→ **WORK TO BE COMPLETED**: The lines you return must be all those in the data that hold the string "Notes".

-------- RECORDS SUPPLIED --------

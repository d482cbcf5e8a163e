use sea_orm_migration::prelude::*;

#[derive(DeriveMigrationName)]
pub struct Migration;

#[async_trait::async_trait]
impl MigrationTrait for Migration {
    async fn up(&self, manager: &SchemaManager) -> Result<(), DbErr> {
        // 创建教师表
        manager
            .create_table(
                Table::create()
                    .table(Teachers::Table)
                    .if_not_exists()
                    .col(
                        ColumnDef::new(Teachers::Id)
                            .big_integer()
                            .not_null()
                            .auto_increment()
                            .primary_key(),
                    )
                    .col(
                        ColumnDef::new(Teachers::Email)
                            .string()
                            .not_null()
                            .unique_key(),
                    )
                    .col(ColumnDef::new(Teachers::PasswordHash).string().not_null())
                    .col(ColumnDef::new(Teachers::FullName).string().not_null())
                    .col(ColumnDef::new(Teachers::SchoolName).string().null())
                    .col(ColumnDef::new(Teachers::LastLogin).big_integer().null())
                    .col(ColumnDef::new(Teachers::CreatedAt).big_integer().not_null())
                    .col(ColumnDef::new(Teachers::UpdatedAt).big_integer().not_null())
                    .to_owned(),
            )
            .await?;

        // 创建学生表
        manager
            .create_table(
                Table::create()
                    .table(Students::Table)
                    .if_not_exists()
                    .col(
                        ColumnDef::new(Students::Id)
                            .big_integer()
                            .not_null()
                            .auto_increment()
                            .primary_key(),
                    )
                    .col(ColumnDef::new(Students::TeacherId).big_integer().not_null())
                    .col(ColumnDef::new(Students::Nisn).string().null())
                    .col(ColumnDef::new(Students::Name).string().not_null())
                    .col(ColumnDef::new(Students::Class).string().not_null())
                    .col(ColumnDef::new(Students::Gender).string_len(1).not_null())
                    .col(ColumnDef::new(Students::CreatedAt).big_integer().not_null())
                    .col(ColumnDef::new(Students::UpdatedAt).big_integer().not_null())
                    .foreign_key(
                        ForeignKey::create()
                            .from(Students::Table, Students::TeacherId)
                            .to(Teachers::Table, Teachers::Id)
                            .on_delete(ForeignKeyAction::Cascade),
                    )
                    .to_owned(),
            )
            .await?;

        // 创建考勤表
        manager
            .create_table(
                Table::create()
                    .table(Attendance::Table)
                    .if_not_exists()
                    .col(
                        ColumnDef::new(Attendance::Id)
                            .big_integer()
                            .not_null()
                            .auto_increment()
                            .primary_key(),
                    )
                    .col(
                        ColumnDef::new(Attendance::StudentId)
                            .big_integer()
                            .not_null(),
                    )
                    .col(ColumnDef::new(Attendance::Date).date().not_null())
                    .col(ColumnDef::new(Attendance::Status).string().not_null())
                    .col(ColumnDef::new(Attendance::Notes).text().null())
                    .col(
                        ColumnDef::new(Attendance::UpdatedAt)
                            .big_integer()
                            .not_null(),
                    )
                    .foreign_key(
                        ForeignKey::create()
                            .from(Attendance::Table, Attendance::StudentId)
                            .to(Students::Table, Students::Id)
                            .on_delete(ForeignKeyAction::Cascade),
                    )
                    .to_owned(),
            )
            .await?;

        // 创建成绩表
        manager
            .create_table(
                Table::create()
                    .table(Grades::Table)
                    .if_not_exists()
                    .col(
                        ColumnDef::new(Grades::Id)
                            .big_integer()
                            .not_null()
                            .auto_increment()
                            .primary_key(),
                    )
                    .col(ColumnDef::new(Grades::StudentId).big_integer().not_null())
                    .col(ColumnDef::new(Grades::Subject).string().not_null())
                    .col(ColumnDef::new(Grades::AssessmentDate).date().not_null())
                    .col(
                        ColumnDef::new(Grades::AssessmentName)
                            .string()
                            .not_null()
                            .default(""),
                    )
                    .col(ColumnDef::new(Grades::Score).double().not_null())
                    .col(ColumnDef::new(Grades::Remarks).text().null())
                    .col(ColumnDef::new(Grades::UpdatedAt).big_integer().not_null())
                    .foreign_key(
                        ForeignKey::create()
                            .from(Grades::Table, Grades::StudentId)
                            .to(Students::Table, Students::Id)
                            .on_delete(ForeignKeyAction::Cascade),
                    )
                    .to_owned(),
            )
            .await?;

        // 创建行为记录表
        manager
            .create_table(
                Table::create()
                    .table(BehaviorLogs::Table)
                    .if_not_exists()
                    .col(
                        ColumnDef::new(BehaviorLogs::Id)
                            .big_integer()
                            .not_null()
                            .auto_increment()
                            .primary_key(),
                    )
                    .col(
                        ColumnDef::new(BehaviorLogs::StudentId)
                            .big_integer()
                            .not_null(),
                    )
                    .col(ColumnDef::new(BehaviorLogs::Kind).string().not_null())
                    .col(ColumnDef::new(BehaviorLogs::Description).text().not_null())
                    .col(ColumnDef::new(BehaviorLogs::Date).date().not_null())
                    .col(
                        ColumnDef::new(BehaviorLogs::CreatedAt)
                            .big_integer()
                            .not_null(),
                    )
                    .foreign_key(
                        ForeignKey::create()
                            .from(BehaviorLogs::Table, BehaviorLogs::StudentId)
                            .to(Students::Table, Students::Id)
                            .on_delete(ForeignKeyAction::Cascade),
                    )
                    .to_owned(),
            )
            .await?;

        // 创建课程表
        manager
            .create_table(
                Table::create()
                    .table(Schedules::Table)
                    .if_not_exists()
                    .col(
                        ColumnDef::new(Schedules::Id)
                            .big_integer()
                            .not_null()
                            .auto_increment()
                            .primary_key(),
                    )
                    .col(
                        ColumnDef::new(Schedules::TeacherId)
                            .big_integer()
                            .not_null(),
                    )
                    .col(ColumnDef::new(Schedules::DayOfWeek).integer().not_null())
                    .col(ColumnDef::new(Schedules::Subject).string().not_null())
                    .col(ColumnDef::new(Schedules::Class).string().not_null())
                    .col(ColumnDef::new(Schedules::StartTime).string().not_null())
                    .col(ColumnDef::new(Schedules::EndTime).string().not_null())
                    .col(ColumnDef::new(Schedules::Room).string().null())
                    .col(
                        ColumnDef::new(Schedules::CreatedAt)
                            .big_integer()
                            .not_null(),
                    )
                    .foreign_key(
                        ForeignKey::create()
                            .from(Schedules::Table, Schedules::TeacherId)
                            .to(Teachers::Table, Teachers::Id)
                            .on_delete(ForeignKeyAction::Cascade),
                    )
                    .to_owned(),
            )
            .await?;

        // 创建科目表
        manager
            .create_table(
                Table::create()
                    .table(Subjects::Table)
                    .if_not_exists()
                    .col(
                        ColumnDef::new(Subjects::Id)
                            .big_integer()
                            .not_null()
                            .auto_increment()
                            .primary_key(),
                    )
                    .col(ColumnDef::new(Subjects::TeacherId).big_integer().not_null())
                    .col(ColumnDef::new(Subjects::Name).string().not_null())
                    .col(ColumnDef::new(Subjects::CreatedAt).big_integer().not_null())
                    .foreign_key(
                        ForeignKey::create()
                            .from(Subjects::Table, Subjects::TeacherId)
                            .to(Teachers::Table, Teachers::Id)
                            .on_delete(ForeignKeyAction::Cascade),
                    )
                    .to_owned(),
            )
            .await?;

        // ==================== 唯一约束（自然键） ====================

        // 同一教师名下 NISN 唯一（NULL 不参与比较）
        manager
            .create_index(
                Index::create()
                    .if_not_exists()
                    .name("uq_students_teacher_nisn")
                    .table(Students::Table)
                    .col(Students::TeacherId)
                    .col(Students::Nisn)
                    .unique()
                    .to_owned(),
            )
            .await?;

        // 每名学生每天最多一条考勤
        manager
            .create_index(
                Index::create()
                    .if_not_exists()
                    .name("uq_attendance_student_date")
                    .table(Attendance::Table)
                    .col(Attendance::StudentId)
                    .col(Attendance::Date)
                    .unique()
                    .to_owned(),
            )
            .await?;

        // 成绩自然键包含评估名称，同日同科目的不同评估互不覆盖
        manager
            .create_index(
                Index::create()
                    .if_not_exists()
                    .name("uq_grades_student_subject_date_name")
                    .table(Grades::Table)
                    .col(Grades::StudentId)
                    .col(Grades::Subject)
                    .col(Grades::AssessmentDate)
                    .col(Grades::AssessmentName)
                    .unique()
                    .to_owned(),
            )
            .await?;

        manager
            .create_index(
                Index::create()
                    .if_not_exists()
                    .name("uq_subjects_teacher_name")
                    .table(Subjects::Table)
                    .col(Subjects::TeacherId)
                    .col(Subjects::Name)
                    .unique()
                    .to_owned(),
            )
            .await?;

        // ==================== 查询索引 ====================
        manager
            .create_index(
                Index::create()
                    .if_not_exists()
                    .name("idx_students_teacher_class")
                    .table(Students::Table)
                    .col(Students::TeacherId)
                    .col(Students::Class)
                    .to_owned(),
            )
            .await?;

        manager
            .create_index(
                Index::create()
                    .if_not_exists()
                    .name("idx_attendance_date")
                    .table(Attendance::Table)
                    .col(Attendance::Date)
                    .to_owned(),
            )
            .await?;

        manager
            .create_index(
                Index::create()
                    .if_not_exists()
                    .name("idx_behavior_logs_student_id")
                    .table(BehaviorLogs::Table)
                    .col(BehaviorLogs::StudentId)
                    .to_owned(),
            )
            .await?;

        manager
            .create_index(
                Index::create()
                    .if_not_exists()
                    .name("idx_schedules_teacher_day")
                    .table(Schedules::Table)
                    .col(Schedules::TeacherId)
                    .col(Schedules::DayOfWeek)
                    .to_owned(),
            )
            .await?;

        Ok(())
    }

    async fn down(&self, manager: &SchemaManager) -> Result<(), DbErr> {
        // 按照创建的相反顺序删除
        manager
            .drop_table(Table::drop().table(Subjects::Table).to_owned())
            .await?;
        manager
            .drop_table(Table::drop().table(Schedules::Table).to_owned())
            .await?;
        manager
            .drop_table(Table::drop().table(BehaviorLogs::Table).to_owned())
            .await?;
        manager
            .drop_table(Table::drop().table(Grades::Table).to_owned())
            .await?;
        manager
            .drop_table(Table::drop().table(Attendance::Table).to_owned())
            .await?;
        manager
            .drop_table(Table::drop().table(Students::Table).to_owned())
            .await?;
        manager
            .drop_table(Table::drop().table(Teachers::Table).to_owned())
            .await?;
        Ok(())
    }
}

#[derive(DeriveIden)]
enum Teachers {
    #[sea_orm(iden = "teachers")]
    Table,
    Id,
    Email,
    PasswordHash,
    FullName,
    SchoolName,
    LastLogin,
    CreatedAt,
    UpdatedAt,
}

#[derive(DeriveIden)]
enum Students {
    #[sea_orm(iden = "students")]
    Table,
    Id,
    TeacherId,
    Nisn,
    Name,
    Class,
    Gender,
    CreatedAt,
    UpdatedAt,
}

#[derive(DeriveIden)]
enum Attendance {
    #[sea_orm(iden = "attendance")]
    Table,
    Id,
    StudentId,
    Date,
    Status,
    Notes,
    UpdatedAt,
}

#[derive(DeriveIden)]
enum Grades {
    #[sea_orm(iden = "grades")]
    Table,
    Id,
    StudentId,
    Subject,
    AssessmentDate,
    AssessmentName,
    Score,
    Remarks,
    UpdatedAt,
}

#[derive(DeriveIden)]
enum BehaviorLogs {
    #[sea_orm(iden = "behavior_logs")]
    Table,
    Id,
    StudentId,
    Kind,
    Description,
    Date,
    CreatedAt,
}

#[derive(DeriveIden)]
enum Schedules {
    #[sea_orm(iden = "schedules")]
    Table,
    Id,
    TeacherId,
    DayOfWeek,
    Subject,
    Class,
    StartTime,
    EndTime,
    Room,
    CreatedAt,
}

#[derive(DeriveIden)]
enum Subjects {
    #[sea_orm(iden = "subjects")]
    Table,
    Id,
    TeacherId,
    Name,
    CreatedAt,
}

--------

→ **SOLVED EXERCISE**:
                    .col(ColumnDef::new(Attendance::Notes).text().null())
    Notes,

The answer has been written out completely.